When we have a dataset with multiple data types, we need work with the column types specified in the dataset to do that we need to know how to work with datatypes in spark.

Aggregation is an act of collecting something together. We need to perform aggregations to transform one or more columns, grouping data and view the data the way we want.

# <a id='2'>2. Working with different Data Types</a>

In this chapter we will continue analyse and transform a **retail dataset**. 

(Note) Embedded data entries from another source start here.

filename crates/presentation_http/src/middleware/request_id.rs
//! Request ID middleware for log correlation
//!
//! Takes the client's `X-Request-Id` (or generates a UUIDv7) and opens a
//! span carrying it, so every fault-injection event for a request can be
//! tied together. Proxied traffic is left untouched: the header is neither
//! added to the outbound request nor to the response.

use std::{
    fmt,
    future::Future,
    pin::Pin,
    task::{Context, Poll},
};

use axum::{body::Body, extract::Request, response::Response};
use tower::{Layer, Service};
use tracing::Instrument;
use uuid::Uuid;

/// The header name for the request ID
pub const REQUEST_ID_HEADER: &str = "x-request-id";

/// Longest client-supplied ID accepted as-is
const MAX_CLIENT_ID_LEN: usize = 128;

/// Layer that opens a per-request span keyed by request ID
#[derive(Debug, Clone, Copy, Default)]
pub struct RequestIdLayer;

impl RequestIdLayer {
    /// Create a new request ID layer
    #[must_use]
    pub const fn new() -> Self {
        Self
    }
}

impl<S> Layer<S> for RequestIdLayer {
    type Service = RequestIdService<S>;

    fn layer(&self, inner: S) -> Self::Service {
        RequestIdService { inner }
    }
}

/// Service that wraps each request in a `proxy_request` span
#[derive(Debug, Clone)]
pub struct RequestIdService<S> {
    inner: S,
}

impl<S> Service<Request<Body>> for RequestIdService<S>
where
    S: Service<Request<Body>, Response = Response<Body>> + Clone + Send + 'static,
    S::Future: Send,
{
    type Response = S::Response;
    type Error = S::Error;
    type Future = Pin<Box<dyn Future<Output = Result<Self::Response, Self::Error>> + Send>>;

    fn poll_ready(&mut self, cx: &mut Context<'_>) -> Poll<Result<(), Self::Error>> {
        self.inner.poll_ready(cx)
    }

    fn call(&mut self, mut request: Request<Body>) -> Self::Future {
        let request_id = RequestId::from_request(&request);

        let span = tracing::info_span!(
            "proxy_request",
            request_id = %request_id,
            method = %request.method(),
            path = %request.uri().path(),
        );
        request.extensions_mut().insert(request_id);

        // Take the service that was driven to readiness, leave a fresh clone behind
        let clone = self.inner.clone();
        let mut inner = std::mem::replace(&mut self.inner, clone);

        Box::pin(async move { inner.call(request).await }.instrument(span))
    }
}

/// Request ID supplied by the client or generated
#[derive(Debug, Clone, PartialEq, Eq)]
pub enum RequestId {
    /// Taken from the inbound `X-Request-Id` header
    Client(String),
    /// Generated by the proxy
    Generated(Uuid),
}

impl RequestId {
    /// Extract the client's ID, or generate one when absent or unusable
    pub fn from_request<B>(request: &Request<B>) -> Self {
        request
            .headers()
            .get(REQUEST_ID_HEADER)
            .and_then(|v| v.to_str().ok())
            .map(str::trim)
            .filter(|id| !id.is_empty() && id.len() <= MAX_CLIENT_ID_LEN)
            .map_or_else(
                || Self::Generated(Uuid::now_v7()),
                |id| Self::Client(id.to_string()),
            )
    }

    /// Whether the client supplied this ID
    pub const fn is_client_supplied(&self) -> bool {
        matches!(self, Self::Client(_))
    }
}

impl fmt::Display for RequestId {
    fn fmt(&self, f: &mut fmt::Formatter<'_>) -> fmt::Result {
        match self {
            Self::Client(id) => f.write_str(id),
            Self::Generated(uuid) => write!(f, "{uuid}"),
        }
    }
}
//! Application layer - Use cases and orchestration
//!
//! Defines the transport port and the fault-injecting transport that
//! decorates it with delays and drops.

pub mod error;
pub mod ports;
pub mod services;

pub use error::ApplicationError;
pub use ports::*;
pub use services::*;
//! Port definitions for application layer
//!
//! Ports are interfaces that define how the application interacts with
//! external systems. Adapters in the infrastructure layer implement these ports.

mod transport_port;

#[cfg(test)]
pub use transport_port::MockTransportPort;
pub use transport_port::{ProxyRequest, ProxyResponse, TransportError, TransportPort};
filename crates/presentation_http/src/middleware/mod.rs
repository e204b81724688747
//! HTTP middleware components

pub mod request_id;

pub use request_id::{REQUEST_ID_HEADER, RequestId, RequestIdLayer};
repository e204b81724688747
//! HTTP request handlers

pub mod proxy;
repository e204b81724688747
//! Fault configuration
//!
//! The immutable description of how a proxy perturbs traffic: where it
//! forwards to, how often it drops, how long it waits before and after
//! forwarding, and how its randomness is seeded.
//!
//! # Examples
//!
//! ```
//! use std::time::Duration;
//! use domain::{DelaySpec, Destination, DropProbability, FaultConfig, Seed};
//!
//! let config = FaultConfig::builder(Destination::parse("http://localhost:3000").unwrap())
//!     .drop_probability(DropProbability::new(0.1).unwrap())
//!     .pre_delay(DelaySpec::new(0.02, Duration::from_millis(200)).unwrap())
//!     .seed(Seed::new(7))
//!     .build();
//!
//! assert!(config.pre_delay().is_enabled());
//! assert!(!config.post_delay().is_enabled());
//! ```

use std::fmt;

use crate::value_objects::{DelaySpec, Destination, DropProbability, Seed};

/// Immutable fault-injection configuration
#[derive(Debug, Clone, PartialEq)]
pub struct FaultConfig {
    destination: Destination,
    drop_probability: DropProbability,
    pre_delay: DelaySpec,
    post_delay: DelaySpec,
    seed: Seed,
}

impl FaultConfig {
    /// Start building a configuration for the given destination
    #[must_use]
    pub fn builder(destination: Destination) -> FaultConfigBuilder {
        FaultConfigBuilder {
            destination,
            drop_probability: DropProbability::NEVER,
            pre_delay: DelaySpec::disabled(),
            post_delay: DelaySpec::disabled(),
            seed: Seed::ENTROPY,
        }
    }

    /// A configuration that forwards everything untouched
    #[must_use]
    pub fn passthrough(destination: Destination) -> Self {
        Self::builder(destination).build()
    }

    /// Where requests are forwarded to
    #[must_use]
    pub const fn destination(&self) -> &Destination {
        &self.destination
    }

    /// Chance that a request is dropped
    #[must_use]
    pub const fn drop_probability(&self) -> DropProbability {
        self.drop_probability
    }

    /// Delay applied before forwarding
    #[must_use]
    pub const fn pre_delay(&self) -> DelaySpec {
        self.pre_delay
    }

    /// Delay applied after the response (or drop) is known
    #[must_use]
    pub const fn post_delay(&self) -> DelaySpec {
        self.post_delay
    }

    /// RNG seed
    #[must_use]
    pub const fn seed(&self) -> Seed {
        self.seed
    }

    /// Whether this configuration injects no faults at all
    #[must_use]
    pub fn is_passthrough(&self) -> bool {
        self.drop_probability.is_never()
            && !self.pre_delay.is_enabled()
            && !self.post_delay.is_enabled()
    }
}

impl fmt::Display for FaultConfig {
    fn fmt(&self, f: &mut fmt::Formatter<'_>) -> fmt::Result {
        write!(
            f,
            "destination={} drop={} pre={} post={} seed={}",
            self.destination, self.drop_probability, self.pre_delay, self.post_delay, self.seed
        )
    }
}

/// Builder for [`FaultConfig`]
#[derive(Debug, Clone)]
pub struct FaultConfigBuilder {
    destination: Destination,
    drop_probability: DropProbability,
    pre_delay: DelaySpec,
    post_delay: DelaySpec,
    seed: Seed,
}

impl FaultConfigBuilder {
    /// Set the drop probability
    #[must_use]
    pub const fn drop_probability(mut self, probability: DropProbability) -> Self {
        self.drop_probability = probability;
        self
    }

    /// Set the pre-forwarding delay
    #[must_use]
    pub const fn pre_delay(mut self, spec: DelaySpec) -> Self {
        self.pre_delay = spec;
        self
    }

    /// Set the post-forwarding delay
    #[must_use]
    pub const fn post_delay(mut self, spec: DelaySpec) -> Self {
        self.post_delay = spec;
        self
    }

    /// Set the RNG seed
    #[must_use]
    pub const fn seed(mut self, seed: Seed) -> Self {
        self.seed = seed;
        self
    }

    /// Finish building
    #[must_use]
    pub fn build(self) -> FaultConfig {
        FaultConfig {
            destination: self.destination,
            drop_probability: self.drop_probability,
            pre_delay: self.pre_delay,
            post_delay: self.post_delay,
            seed: self.seed,
        }
    }
}
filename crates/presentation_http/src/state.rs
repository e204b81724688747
//! Application state shared across handlers

use tokio_util::sync::CancellationToken;

use crate::proxy::ReverseProxy;

/// Default limit for buffered request bodies (16MB)
pub const DEFAULT_MAX_BODY_BYTES: usize = 16 * 1024 * 1024;

/// Shared application state
#[derive(Debug, Clone)]
pub struct AppState {
    /// Proxy every request is handed to
    pub proxy: ReverseProxy,
    /// Fired on shutdown; aborts requests waiting out an injected delay
    pub shutdown: CancellationToken,
    /// Largest request body buffered before forwarding
    pub max_body_bytes: usize,
}

impl AppState {
    /// Create state with a fresh shutdown token and the default body limit
    pub fn new(proxy: ReverseProxy) -> Self {
        Self {
            proxy,
            shutdown: CancellationToken::new(),
            max_body_bytes: DEFAULT_MAX_BODY_BYTES,
        }
    }

    /// Use an externally owned shutdown token
    #[must_use]
    pub fn with_shutdown(mut self, shutdown: CancellationToken) -> Self {
        self.shutdown = shutdown;
        self
    }

    /// Override the body limit
    #[must_use]
    pub const fn with_max_body_bytes(mut self, max_body_bytes: usize) -> Self {
        self.max_body_bytes = max_body_bytes;
        self
    }
}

The file must be on hdfs however if not you have to put it there using these instructions:
* Open a new terminal. 
* Run `hdfs dfs -put retail_data_2010-12-01.csv`.

In [None]:
#Read the dataset 
df = spark.read.format("csv")\
.option("header", "true")\
.option("inferSchema","true")\
.load("retail_data_2010-12-01.csv")
df.printSchema()

In [None]:
df.createOrReplaceTempView("dfTable") # create a new view for the data is like a view in sql 

### Lit function

`pyspark.sql.functions.lit(col)`
* Creates a Column of literal value. 
* See https://spark.apache.org/docs/2.1.0/api/python/pyspark.sql.html#module-pyspark.sql.functions

In [None]:
from pyspark.sql.functions import lit
df.select(lit(5), lit("five"), lit(5.0))

## <a id='2.1'>2.1. Booleans</a>

Booleans are the foundation of all **filtering**.  
Boolean statements consist of four elements: **and, or, true, and false**.   
We use these simple structures to build logical statements that evaluate to either **true or false**. 

In [None]:
# in Python
from pyspark.sql.functions import col
df.where(col("InvoiceNo") != 536365)\
.select("InvoiceNo", "Description")\
.show(5, True) # What happens when this parameter is True or False? 

In [None]:
df.where("InvoiceNo <> 536365").show(5, True) # Same way to express difference

In [None]:
df.where("InvoiceNo <> 536365").explain() # Same physical plan will return same results

In [None]:
df.where(col("InvoiceNo") != 536365)\
.select("InvoiceNo", "Description").explain()# Same physical plan will return same results

Function **instr(str, substr)** 
* Returns the (1-based) index of the first occurrence of substr in str. 
* See https://spark.apache.org/docs/2.3.0/api/sql/index.html#instr

In [None]:
from pyspark.sql.functions import instr
priceFilter = col("UnitPrice") > 600
descripFilter = instr(df.Description, "POSTAGE") >= 1
df.where(df.StockCode.isin("DOT")).where(priceFilter | descripFilter).show() 

In [None]:
df.where(df.StockCode.isin("DOT")).where(priceFilter | descripFilter).explain()

In [None]:
DOTCodeFilter = col("StockCode") == "DOT" # Filter if StockCode contains "DOT"
priceFilter = col("UnitPrice") > 600 # Filter if UnitPrice has more than 600
descripFilter = instr(col("Description"), "POSTAGE") >= 1 # Filter if Description has POSTAGE

In [None]:
df.withColumn("isExpensive", DOTCodeFilter & (priceFilter | descripFilter))\
.where("isExpensive")\
.select("unitPrice", "isExpensive").show(5) # Creates a new column is expensive based on the filters

In [None]:
df.withColumn("isExpensive", DOTCodeFilter & (priceFilter | descripFilter))\
.where("isExpensive")\
.select("unitPrice", "isExpensive").explain()

In [None]:
DOTCodeFilter = col("StockCode") == "DOT" # Filter if StockCode contains "DOT"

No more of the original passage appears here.